### Records for the task

#[cfg(all(test, feature = "emulator"))]
mod tests {
    use super::*;
    use crate::emulator::{unused_port, RecorderEmulator};
    use crate::events::testing::wait_for;
    use takesync_core::ProtocolError;
    use tokio_test::assert_err;

    /// Polling slow enough to stay out of the way of explicit commands.
    fn quiet() -> EngineSettings {
        EngineSettings {
            command_timeout: Duration::from_millis(300),
            poll_interval: Duration::from_secs(60),
            max_poll_interval: Duration::from_secs(60),
            ..EngineSettings::default()
        }
    }

    async fn connected(emu: &RecorderEmulator, settings: EngineSettings) -> RecorderEngine {
        let engine = RecorderEngine::new(emu.endpoint(1), settings, EventBus::new());
        engine.connect().await.unwrap();
        engine
    }

    #[tokio::test]
    async fn test_connect_subscribes_and_reads_initial_state() {
        let emu = RecorderEmulator::start("HyperDeck Studio").await.unwrap();
        let engine = connected(&emu, quiet()).await;

        assert!(engine.is_connected());
        assert_eq!(engine.state(), ConnectionState::Connected);
        let info = engine.device_info().unwrap();
        assert_eq!(info.model.as_deref(), Some("HyperDeck Studio"));
        assert_eq!(emu.count("notify"), 1);
        assert_eq!(emu.count("transport info"), 1);
        assert_eq!(emu.count("clips get"), 1);
        assert_eq!(
            engine.status().transport.unwrap().status(),
            Some("stopped")
        );

        // Connecting again is a no-op
        engine.connect().await.unwrap();
        assert_eq!(emu.count("notify"), 1);
    }

    #[tokio::test]
    async fn test_bad_welcome_is_rejected() {
        let emu = RecorderEmulator::start("HyperDeck").await.unwrap();
        emu.set_bad_welcome(true);
        let engine = RecorderEngine::new(emu.endpoint(1), quiet(), EventBus::new());

        let err = engine.connect().await.unwrap_err();
        assert!(matches!(
            err,
            SyncError::Protocol(ProtocolError::BadWelcome(_))
        ));
        assert_eq!(engine.state(), ConnectionState::Disconnected);
        assert!(emu.commands().is_empty());
    }

    #[tokio::test]
    async fn test_connect_refused() {
        let port = unused_port().await;
        let endpoint = DeviceEndpoint::new(4, "127.0.0.1", port);
        let engine = RecorderEngine::new(endpoint, quiet(), EventBus::new());

        let err = engine.connect().await.unwrap_err();
        assert!(err.is_transport() || matches!(err, SyncError::Timeout));
        assert!(!engine.is_connected());
        assert!(matches!(
            engine.send_command(&Command::TransportInfo).await,
            Err(SyncError::NotConnected(_))
        ));
    }

    #[tokio::test]
    async fn test_timeout_frees_the_slot() {
        let emu = RecorderEmulator::start("HyperDeck").await.unwrap();
        let engine = connected(&emu, quiet()).await;

        emu.delay_next_reply(Duration::from_millis(450));
        let started = Instant::now();
        let err = engine.send_command(&Command::TransportInfo).await.unwrap_err();
        assert!(matches!(err, SyncError::Timeout));
        assert!(started.elapsed() >= Duration::from_millis(300));
        assert!(engine.is_connected());

        // The late 208 is dropped; the next command gets its own reply
        let response = engine.send_command(&Command::ClipsGet).await.unwrap();
        assert_eq!(response.code, 205);
        let response = engine.send_command(&Command::TransportInfo).await.unwrap();
        assert_eq!(response.code, 208);
    }

    #[tokio::test]
    async fn test_late_reply_does_not_answer_a_record() {
        let emu = RecorderEmulator::start("HyperDeck").await.unwrap();
        let engine = connected(&emu, quiet()).await;

        emu.delay_next_reply(Duration::from_millis(450));
        assert_err!(engine.query_transport_status().await);

        emu.set_reject_record(true);
        let err = engine.start_recording(None).await.unwrap_err();
        assert!(matches!(err, SyncError::Command { code: 104, .. }));
        assert!(!engine.is_recording());
        assert!(engine.is_connected());
    }

    #[tokio::test]
    async fn test_notification_does_not_answer_a_command() {
        let emu = RecorderEmulator::start("HyperDeck").await.unwrap();
        let engine = connected(&emu, quiet()).await;

        emu.set_push_before_reply(true);
        let response = engine.send_command(&Command::ClipsGet).await.unwrap();
        assert_eq!(response.code, 205);
        let response = engine.send_command(&Command::TransportInfo).await.unwrap();
        assert_eq!(response.code, 208);
    }

    #[tokio::test]
    async fn test_record_and_stop() {
        let emu = RecorderEmulator::start("HyperDeck").await.unwrap();
        let events = EventBus::new();
        let mut rx = events.subscribe();
        let engine = RecorderEngine::new(emu.endpoint(1), quiet(), events);
        engine.connect().await.unwrap();

        // Not recording: stop never reaches the device
        engine.stop_recording().await.unwrap();
        assert_eq!(emu.count("stop"), 0);

        engine.start_recording(Some("Take_deck1")).await.unwrap();
        assert!(engine.is_recording());
        assert!(emu.is_recording());
        assert_eq!(emu.clips(), vec!["Take_deck1.mov".to_string()]);
        assert!(emu.commands().contains(&"record: name: Take_deck1".to_string()));
        // Let the device's own transport push land before stopping
        wait_for(&mut rx, |e| {
            matches!(e, SyncEvent::RecorderStatus { status, .. } if status == "record")
        })
        .await;

        engine.stop_recording().await.unwrap();
        assert!(!engine.is_recording());
        assert!(!emu.is_recording());
        assert_eq!(emu.count("stop"), 1);

        let clips = engine.list_clips().await.unwrap();
        assert_eq!(clips.len(), 1);
        assert_eq!(clips[0].id, 1);
        assert_eq!(clips[0].name, "Take_deck1.mov");
    }

    #[tokio::test]
    async fn test_rejected_record() {
        let emu = RecorderEmulator::start("HyperDeck").await.unwrap();
        let engine = connected(&emu, quiet()).await;

        emu.set_reject_record(true);
        let err = engine.start_recording(None).await.unwrap_err();
        assert!(matches!(err, SyncError::Command { code: 104, .. }));
        assert!(!engine.is_recording());
        assert!(engine.is_connected());
    }

    #[tokio::test]
    async fn test_front_panel_record_is_pushed() {
        let emu = RecorderEmulator::start("HyperDeck").await.unwrap();
        let events = EventBus::new();
        let mut rx = events.subscribe();
        let engine = RecorderEngine::new(emu.endpoint(3), quiet(), events);
        engine.connect().await.unwrap();

        emu.set_recording_locally(true);
        wait_for(&mut rx, |e| {
            matches!(e, SyncEvent::RecorderStatus { device: 3, status } if status == "record")
        })
        .await;
        wait_for(&mut rx, |e| {
            matches!(e, SyncEvent::RecorderRecording { device: 3, recording: true })
        })
        .await;
        assert!(engine.is_recording());
    }

    #[tokio::test]
    async fn test_lost_session_is_reopened() {
        let emu = RecorderEmulator::start("HyperDeck").await.unwrap();
        let events = EventBus::new();
        let mut rx = events.subscribe();
        let settings = EngineSettings {
            command_timeout: Duration::from_millis(300),
            poll_interval: Duration::from_millis(50),
            max_poll_interval: Duration::from_millis(200),
            reconnect_delay: Duration::from_millis(100),
            ..EngineSettings::default()
        };
        let engine = RecorderEngine::new(emu.endpoint(1), settings, events);
        engine.connect().await.unwrap();

        emu.drop_connections();
        wait_for(&mut rx, |e| {
            matches!(e, SyncEvent::RecorderState { state: ConnectionState::Reconnecting, .. })
        })
        .await;
        wait_for(&mut rx, |e| {
            matches!(e, SyncEvent::RecorderState { state: ConnectionState::Connected, .. })
        })
        .await;
        assert!(engine.is_connected());
        assert_eq!(emu.count("notify"), 2);

        engine.disconnect().await.unwrap();
        assert_eq!(engine.state(), ConnectionState::Disconnected);
    }

    #[tokio::test]
    async fn test_disconnect_is_idempotent() {
        let emu = RecorderEmulator::start("HyperDeck").await.unwrap();
        let engine = connected(&emu, quiet()).await;
        engine.start_recording(None).await.unwrap();

        engine.disconnect().await.unwrap();
        engine.disconnect().await.unwrap();
        assert!(!engine.is_connected());
        assert!(!engine.is_recording());
        engine.stop_recording().await.unwrap();
        assert!(matches!(
            engine.send_command(&Command::Stop).await,
            Err(SyncError::NotConnected(_))
        ));

        engine.reconnect().await.unwrap();
        assert!(engine.is_connected());
    }
}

### Problem
From the first line of the listing above to the line that contains "async fn test_connect_subscribes_and_reads_initial_state()", inclusive, restate every line word for word. Nothing else belongs in the answer.

### The completed task
#[cfg(all(test, feature = "emulator"))]
mod tests {
    use super::*;
    use crate::emulator::{unused_port, RecorderEmulator};
    use crate::events::testing::wait_for;
    use takesync_core::ProtocolError;
    use tokio_test::assert_err;

    /// Polling slow enough to stay out of the way of explicit commands.
    fn quiet() -> EngineSettings {
        EngineSettings {
            command_timeout: Duration::from_millis(300),
            poll_interval: Duration::from_secs(60),
            max_poll_interval: Duration::from_secs(60),
            ..EngineSettings::default()
        }
    }

    async fn connected(emu: &RecorderEmulator, settings: EngineSettings) -> RecorderEngine {
        let engine = RecorderEngine::new(emu.endpoint(1), settings, EventBus::new());
        engine.connect().await.unwrap();
        engine
    }

    #[tokio::test]
    async fn test_connect_subscribes_and_reads_initial_state() {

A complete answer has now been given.